Amid a surging U.S. stock market that is helping fund drug developers and other growth companies, five Philadelphia biotech firms attracted hundreds of millions of dollars in out-of-town investment and acquisition capital last week, notes Martin Lehr, CEO and cofounder of Context Therapeutics, a Drexel University spin-off.
“Amazing,” says Lehr, whose own firm is developing Sigma1, a drug for use against cancer and other diseases, and is funded by grants from the National Cancer Institute and wealthy investors.
The deals include:
– Up to $425 million for InfaCare Pharmaceutical Corp., the 16-year-old, Trevose-based developer of Stanate, a treatment that helps babies with severe jaundice (which turns them yellow) avoid blood transfusions and hospitals.

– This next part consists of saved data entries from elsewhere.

//! S3-compatible object storage driver.

use async_trait::async_trait;
use futures::TryStreamExt;
use object_store::aws::{AmazonS3, AmazonS3Builder};
use object_store::path::Path as ObjectPath;
use object_store::signer::Signer;
use object_store::{ObjectStore, PutPayload};
use reqwest::Method;
use serde::Deserialize;
use serde_json::Value;
use std::sync::Arc;
use std::time::Duration;
use tracing::debug;

use driveshare_common::{
    DrivePath, Error, Result, SignedUrl, SigningKey, DOWNLOAD_TTL, READ_TTL, WRITE_TTL,
};

use crate::driver::{
    with_mirrors, DownloadMirror, DownloadUrl, Driver, GateMethod, ObjectRead,
};
use crate::schema::{DriverSchema, PropType, PropertySchema};
use crate::tree::{tree_from_keys, FileNode};

const DRIVER_NAME: &str = "s3";

/// Configuration of the object storage driver.
#[derive(Debug, Clone, Deserialize)]
pub struct ObjectStoreConfig {
    #[serde(alias = "secretID")]
    pub secret_id: String,
    #[serde(alias = "secretKey")]
    pub secret_key: String,
    pub region: String,
    pub endpoint: String,
    pub bucket: String,
    /// Address the bucket as `{endpoint}/{bucket}` instead of a subdomain.
    #[serde(default, alias = "forces3path")]
    pub force_path_style: bool,
    /// Signing key of the gate URLs.
    pub key: String,
    /// Externally reachable base URL of the gate's route group.
    pub host: String,
}

/// Configuration schema of the object storage driver.
pub fn schema() -> DriverSchema {
    DriverSchema {
        kind: DRIVER_NAME,
        display_name: "Object storage (S3)",
        properties: vec![
            PropertySchema::required("secret_id", PropType::String, "Access key ID"),
            PropertySchema::required("secret_key", PropType::String, "Secret access key"),
            PropertySchema::required("region", PropType::String, "Region"),
            PropertySchema::required("endpoint", PropType::String, "Endpoint URL"),
            PropertySchema::required("bucket", PropType::String, "Bucket"),
            PropertySchema::optional("force_path_style", PropType::Boolean, "Path-style access")
                .with_usage("Required by some S3-compatible services"),
            PropertySchema::required("key", PropType::String, "Signing key"),
            PropertySchema::required("host", PropType::String, "Public base URL"),
        ],
    }
}

/// S3-compatible object storage driver.
///
/// Uploads and deletes use SDK-presigned URLs that go straight to the
/// bucket. Downloads use a signed gate URL whose GET redirects to a
/// short-lived presigned GET.
pub struct ObjectStoreDriver {
    store: Arc<dyn ObjectStore>,
    signer: Arc<dyn Signer>,
    key: SigningKey,
    gate_url: String,
}

impl ObjectStoreDriver {
    /// Create a new object storage driver.
    ///
    /// # Errors
    /// - Empty signing key
    /// - Invalid endpoint or credentials configuration
    pub fn new(config: ObjectStoreConfig) -> Result<Self> {
        let store: Arc<AmazonS3> = Arc::new(
            AmazonS3Builder::new()
                .with_endpoint(&config.endpoint)
                .with_access_key_id(&config.secret_id)
                .with_secret_access_key(&config.secret_key)
                .with_bucket_name(&config.bucket)
                .with_region(&config.region)
                .with_virtual_hosted_style_request(!config.force_path_style)
                .with_allow_http(config.endpoint.starts_with("http://"))
                .build()
                .map_err(|e| Error::InvalidInput(format!("Invalid object store config: {}", e)))?,
        );
        Self::from_parts(store.clone(), store, &config.key, &config.host)
    }

    /// Create from an untyped configuration map.
    pub fn from_value(config: Value) -> Result<Self> {
        let config: ObjectStoreConfig = serde_json::from_value(config)
            .map_err(|e| Error::InvalidInput(format!("Invalid object store config: {}", e)))?;
        Self::new(config)
    }

    /// Create from an existing store and signer.
    pub fn from_parts(
        store: Arc<dyn ObjectStore>,
        signer: Arc<dyn Signer>,
        key: &str,
        host: &str,
    ) -> Result<Self> {
        Ok(Self {
            store,
            signer,
            key: SigningKey::new(key)?,
            gate_url: format!("{}/driver/{}", host.trim_end_matches('/'), DRIVER_NAME),
        })
    }

    async fn presign(&self, method: Method, path: &DrivePath, ttl: Duration) -> Result<String> {
        let location = object_path(path)?;
        let url = self
            .signer
            .signed_url(method, &location, ttl)
            .await
            .map_err(map_store_error)?;
        Ok(url.to_string())
    }
}

fn object_path(path: &DrivePath) -> Result<ObjectPath> {
    if path.is_root() {
        return Err(Error::InvalidInput("The bucket root is not an object".to_string()));
    }
    ObjectPath::parse(path.to_key())
        .map_err(|e| Error::InvalidInput(format!("Invalid object key {}: {}", path, e)))
}

fn map_store_error(e: object_store::Error) -> Error {
    match e {
        object_store::Error::NotFound { path, .. } => Error::NotFound(path),
        object_store::Error::AlreadyExists { path, .. } => Error::AlreadyExists(path),
        other => Error::RemoteUnavailable(other.to_string()),
    }
}

#[async_trait]
impl Driver for ObjectStoreDriver {
    fn name(&self) -> &str {
        DRIVER_NAME
    }

    async fn check(&self) -> Result<()> {
        let probe = ObjectPath::from(format!(
            "driveshare-check-{}",
            chrono::Utc::now().timestamp_millis()
        ));
        self.store
            .put(&probe, PutPayload::from_static(b"data"))
            .await
            .map_err(map_store_error)?;
        self.store.delete(&probe).await.map_err(map_store_error)?;
        debug!("Object store check passed");
        Ok(())
    }

    async fn pre_upload_url(&self, path: &DrivePath) -> Result<String> {
        self.presign(Method::PUT, path, WRITE_TTL).await
    }

    async fn pre_delete_url(&self, path: &DrivePath) -> Result<String> {
        self.presign(Method::DELETE, path, READ_TTL).await
    }

    async fn download_url(
        &self,
        path: &DrivePath,
        mirrors: &[DownloadMirror],
    ) -> Result<Vec<DownloadUrl>> {
        let urls = vec![DownloadUrl {
            title: "Direct".to_string(),
            url: SignedUrl::sign(&self.key, &self.gate_url, path, DOWNLOAD_TTL)?,
        }];
        Ok(with_mirrors(urls, path, mirrors))
    }

    async fn walk_dir(&self, path: &DrivePath) -> Result<FileNode> {
        let prefix = if path.is_root() {
            None
        } else {
            Some(object_path(path)?)
        };
        let objects: Vec<_> = self
            .store
            .list(prefix.as_ref())
            .try_collect()
            .await
            .map_err(map_store_error)?;

        if objects.is_empty() {
            if let Some(location) = &prefix {
                return match self.store.head(location).await {
                    Ok(meta) if meta.size > 0 => Err(Error::NotADirectory(path.to_string_path())),
                    Ok(_) => Ok(FileNode::directory(path.clone())),
                    Err(object_store::Error::NotFound { .. }) => {
                        Err(Error::NotFound(path.to_string_path()))
                    }
                    Err(e) => Err(map_store_error(e)),
                };
            }
        }

        debug!("Listed {} objects below {}", objects.len(), path);
        let keys = objects
            .into_iter()
            .map(|meta| (meta.location.to_string(), meta.size as u64));
        Ok(tree_from_keys(path, keys))
    }

    fn signing_key(&self) -> &SigningKey {
        &self.key
    }

    fn routes(&self) -> &'static [GateMethod] {
        &[GateMethod::Get]
    }

    async fn read_object(&self, path: &DrivePath) -> Result<ObjectRead> {
        let url = self.presign(Method::GET, path, READ_TTL).await?;
        Ok(ObjectRead::Redirect(url))
    }
}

Founder Robert A. Vukovich, 73, sold the company to Mallinckrodt Inc. for an $80 million upfront payment, plus up to $345 million in future payments if Stanate meets sales projections.

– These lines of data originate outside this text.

/// Lifecycle state reported by [`TokenManager::status`].
#[derive(Debug, Clone, PartialEq, Eq)]
pub enum TokenStatus {
    Uninitialized,
    /// A refresh exchange is in flight.
    Refreshing,
    Ready,
    /// The last refresh failed with this message.
    Failed(String),
}

impl fmt::Display for TokenStatus {
    fn fmt(&self, f: &mut fmt::Formatter<'_>) -> fmt::Result {
        match self {
            TokenStatus::Uninitialized => write!(f, "uninitialized"),
            TokenStatus::Refreshing => write!(f, "refreshing"),
            TokenStatus::Ready => write!(f, "work"),
            TokenStatus::Failed(msg) => write!(f, "{}", msg),
        }
    }
}

struct TokenState {
    refresh_token: String,
    current: Option<Tokens>,
    status: TokenStatus,
}

/// Owns one backend instance's tokens.
///
/// At most one refresh exchange runs at a time. A caller that waited for the
/// lock re-reads the state first and reuses a token another caller just
/// obtained instead of refreshing again.
pub struct TokenManager {
    source: Arc<dyn TokenSource>,
    state: RwLock<TokenState>,
    refresh_lock: Mutex<()>,
    rotated: watch::Sender<String>,
}

impl TokenManager {
    /// Create a manager that will obtain its first access token lazily.
    pub fn new(source: Arc<dyn TokenSource>, refresh_token: impl Into<String>) -> Self {
        Self::from_state(
            source,
            TokenState {
                refresh_token: refresh_token.into(),
                current: None,
                status: TokenStatus::Uninitialized,
            },
        )
    }

    /// Create a manager with tokens obtained elsewhere.
    pub fn with_tokens(source: Arc<dyn TokenSource>, tokens: Tokens) -> Self {
        Self::from_state(
            source,
            TokenState {
                refresh_token: tokens.refresh_token.clone(),
                current: Some(tokens),
                status: TokenStatus::Ready,
            },
        )
    }

    fn from_state(source: Arc<dyn TokenSource>, state: TokenState) -> Self {
        let (rotated, _) = watch::channel(state.refresh_token.clone());
        Self {
            source,
            state: RwLock::new(state),
            refresh_lock: Mutex::new(()),
            rotated,
        }
    }

    /// A valid access token, refreshing first if there is none or it expired.
    pub async fn access_token(&self) -> Result<String> {
        {
            let state = self.state.read().await;
            if let Some(tokens) = state.current.as_ref().filter(|t| !t.is_expired()) {
                return Ok(tokens.access_token.clone());
            }
        }
        self.refresh_if_stale(None).await
    }

    /// Replace an access token the backend rejected.
    ///
    /// If another caller already replaced `rejected` while this one waited
    /// for the lock, the newer token is returned without a network call.
    pub async fn refresh_rejected(&self, rejected: &str) -> Result<String> {
        self.refresh_if_stale(Some(rejected)).await
    }

    /// Refresh unconditionally.
    pub async fn force_refresh(&self) -> Result<String> {
        let _guard = self.refresh_lock.lock().await;
        self.exchange().await
    }

    /// Run `call` with an access token, replaying it once after a refresh if
    /// the backend rejects the token.
    ///
    /// # Errors
    /// - Refresh failure, which is fatal for this call
    /// - `PermissionDenied` if the replay is rejected as well
    /// - Any other error from `call`, unchanged
    pub async fn with_auth_retry<T, F, Fut>(&self, mut call: F) -> Result<T>
    where
        F: FnMut(String) -> Fut + Send,
        Fut: Future<Output = Result<T>> + Send,
        T: Send,
    {
        let token = self.access_token().await?;
        match call(token.clone()).await {
            Err(Error::AuthExpired(reason)) => {
                debug!("Access token rejected ({}), refreshing", reason);
                let fresh = self.refresh_rejected(&token).await?;
                match call(fresh).await {
                    Err(Error::AuthExpired(reason)) => Err(Error::PermissionDenied(format!(
                        "Access token rejected after refresh: {}",
                        reason
                    ))),
                    other => other,
                }
            }
            other => other,
        }
    }

    /// Current lifecycle status.
    pub async fn status(&self) -> TokenStatus {
        self.state.read().await.status.clone()
    }

    /// Current refresh token.
    pub async fn refresh_token(&self) -> String {
        self.state.read().await.refresh_token.clone()
    }

    /// Receive every rotated refresh token, for persisting it.
    pub fn subscribe_refresh_token(&self) -> watch::Receiver<String> {
        self.rotated.subscribe()
    }

    /// Refresh every `period` until the manager is dropped.
    pub fn spawn_periodic_refresh(self: &Arc<Self>, period: Duration) -> JoinHandle<()> {
        let manager: Weak<Self> = Arc::downgrade(self);
        tokio::spawn(async move {
            let mut interval =
                tokio::time::interval_at(tokio::time::Instant::now() + period, period);
            loop {
                interval.tick().await;
                let Some(manager) = manager.upgrade() else {
                    break;
                };
                match manager.force_refresh().await {
                    Ok(_) => debug!("Scheduled token refresh done"),
                    Err(e) => warn!("Scheduled token refresh failed: {}", e),
                }
            }
        })
    }

    async fn refresh_if_stale(&self, rejected: Option<&str>) -> Result<String> {
        let _guard = self.refresh_lock.lock().await;
        {
            let state = self.state.read().await;
            if let Some(tokens) = state.current.as_ref() {
                let replaced = rejected.map(|r| r != tokens.access_token).unwrap_or(true);
                if replaced && !tokens.is_expired() {
                    return Ok(tokens.access_token.clone());
                }
            }
        }
        self.exchange().await
    }

    /// Must be called with `refresh_lock` held.
    async fn exchange(&self) -> Result<String> {
        let refresh_token = {
            let mut state = self.state.write().await;
            state.status = TokenStatus::Refreshing;
            state.refresh_token.clone()
        };
        match self.source.refresh(&refresh_token).await {
            Ok(tokens) => {
                let access = tokens.access_token.clone();
                let new_refresh = tokens.refresh_token.clone();
                {
                    let mut state = self.state.write().await;
                    state.refresh_token = new_refresh.clone();
                    state.current = Some(tokens);
                    state.status = TokenStatus::Ready;
                }
                if new_refresh != refresh_token {
                    info!("Refresh token rotated");
                    self.rotated.send_replace(new_refresh);
                }
                info!("Access token refreshed");
                Ok(access)
            }
            Err(e) => {
                let e = match e {
                    Error::AuthExpired(msg) => {
                        Error::PermissionDenied(format!("Refresh token rejected: {}", msg))
                    }
                    other => other,
                };
                warn!("Token refresh failed: {}", e);
                self.state.write().await.status = TokenStatus::Failed(e.to_string());
                Err(e)
            }
        }
    }
}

– $330 million (net proceeds) in a secondary stock offering for Spark Therapeutics. The University City gene therapy developer, based on Katherine A. High’s work at Children’s Hospital of Philadelphia, hired JPMorgan and Goldman Sachs to sell more stock; they priced 4.4 million shares at $76 each. Spark’s current clinical trials include treatments for hemophilia and a rare eye disease; its commercial partners include Pfizer.
– $62 million in third-round venture-capital fund-raising by Complexa Inc., the Radnor firm run by former AstraZeneca and startup veteran CEO Joshua Tarnoff (a LaSalle graduate) and medical head Diane K Jorkasky (formerly of Endo and SmithKline, and a veteran of the Penn Medicine staff). Complexa said it will use the money to boost clinical development of CXA-10, which fights an “orphan” kidney disease.

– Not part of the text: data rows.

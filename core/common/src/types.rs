//! Common types used throughout driveshare.

use serde::{Deserialize, Serialize};
use std::fmt;
use zeroize::Zeroize;

/// A backend-root-relative path.
///
/// Always slash-separated and normalized: the root renders as `"/"`, every
/// other path as `"/a/b"` with no trailing slash. `.` and `..` segments are
/// rejected so a path can never climb out of a backend root.
#[derive(Debug, Clone, PartialEq, Eq, Hash, Serialize, Deserialize)]
#[serde(try_from = "String", into = "String")]
pub struct DrivePath {
    components: Vec<String>,
}

impl DrivePath {
    /// Create a root path.
    pub fn root() -> Self {
        Self {
            components: Vec::new(),
        }
    }

    /// Create a path from string components.
    ///
    /// # Errors
    /// - Returns error if any component is empty, contains a separator,
    ///   or is `.` / `..`
    pub fn from_components(components: Vec<String>) -> crate::Result<Self> {
        for comp in &components {
            validate_component(comp)?;
        }
        Ok(Self { components })
    }

    /// Parse a path string into a DrivePath.
    ///
    /// Leading, trailing and repeated slashes are collapsed, so `"a/b/"`,
    /// `"/a//b"` and `"/a/b"` all parse to the same path.
    pub fn parse(path: &str) -> crate::Result<Self> {
        let components: Vec<String> = path
            .split('/')
            .filter(|c| !c.is_empty())
            .map(String::from)
            .collect();
        Self::from_components(components)
    }

    /// Check if this is the root path.
    pub fn is_root(&self) -> bool {
        self.components.is_empty()
    }

    /// Get the parent path, if any.
    pub fn parent(&self) -> Option<Self> {
        if self.is_root() {
            None
        } else {
            let mut components = self.components.clone();
            components.pop();
            Some(Self { components })
        }
    }

    /// Get the file/directory name (last component).
    pub fn name(&self) -> Option<&str> {
        self.components.last().map(|s| s.as_str())
    }

    /// Name used for tree nodes; the root is named `"/"`.
    pub fn display_name(&self) -> &str {
        self.name().unwrap_or("/")
    }

    /// Join this path with a child component.
    pub fn join(&self, child: &str) -> crate::Result<Self> {
        validate_component(child)?;
        let mut components = self.components.clone();
        components.push(child.to_string());
        Ok(Self { components })
    }

    /// Get the path components.
    pub fn components(&self) -> &[String] {
        &self.components
    }

    /// Every ancestor from the first component down to the path itself,
    /// excluding the root.
    pub fn prefixes(&self) -> impl Iterator<Item = DrivePath> + '_ {
        (1..=self.components.len()).map(move |n| Self {
            components: self.components[..n].to_vec(),
        })
    }

    /// Relative key form without a leading slash (`"a/b"`, root is `""`).
    pub fn to_key(&self) -> String {
        self.components.join("/")
    }

    /// Convert to a string representation.
    pub fn to_string_path(&self) -> String {
        if self.is_root() {
            "/".to_string()
        } else {
            format!("/{}", self.components.join("/"))
        }
    }
}

fn validate_component(comp: &str) -> crate::Result<()> {
    if comp.is_empty() {
        return Err(crate::Error::InvalidInput(
            "Path component cannot be empty".to_string(),
        ));
    }
    if comp.contains('/') || comp.contains('\\') {
        return Err(crate::Error::InvalidInput(
            "Path component cannot contain separators".to_string(),
        ));
    }
    if comp == "." || comp == ".." {
        return Err(crate::Error::InvalidInput(format!(
            "Path component '{}' is not allowed",
            comp
        )));
    }
    Ok(())
}

impl fmt::Display for DrivePath {
    fn fmt(&self, f: &mut fmt::Formatter<'_>) -> fmt::Result {
        write!(f, "{}", self.to_string_path())
    }
}

impl TryFrom<String> for DrivePath {
    type Error = crate::Error;

    fn try_from(value: String) -> crate::Result<Self> {
        Self::parse(&value)
    }
}

impl From<DrivePath> for String {
    fn from(path: DrivePath) -> Self {
        path.to_string_path()
    }
}

/// Sensitive data wrapper that zeroizes on drop.
#[derive(Clone, Zeroize)]
#[zeroize(drop)]
pub struct SensitiveBytes(Vec<u8>);

impl SensitiveBytes {
    /// Create new sensitive bytes.
    pub fn new(data: Vec<u8>) -> Self {
        Self(data)
    }

    /// Get a reference to the inner bytes.
    pub fn as_bytes(&self) -> &[u8] {
        &self.0
    }

    /// Get the length.
    pub fn len(&self) -> usize {
        self.0.len()
    }

    /// Check if empty.
    pub fn is_empty(&self) -> bool {
        self.0.is_empty()
    }
}

impl fmt::Debug for SensitiveBytes {
    fn fmt(&self, f: &mut fmt::Formatter<'_>) -> fmt::Result {
        write!(f, "SensitiveBytes([REDACTED; {} bytes])", self.0.len())
    }
}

– $42 million in second-round venture funding from Versant Ventures, Foresite Capital, and Abingworth for VenatoRx Pharmaceuticals Inc., a Malvern developer of antibiotics for drug-resistant infections, run by Christopher J. Burns, formerly of Novartis’ Protez division. Versant also boasts a National Institutes of Health grant and funding from London-based Wellcome Trust.
-$12.7 million from New Ventures III and earlier investors for Enterin, a Philadelphia firm headed by Georgetown University transplant specialist and Magainin Pharmaceuticals Inc. founder Michael A. Zasloff. Enterin is developing ENT-01, a treatment it says “repairs the dysfunctional gut-brain axis” in Parkinson’s and other neurodegenerative disease patients, to relieve constipation, among other conditions.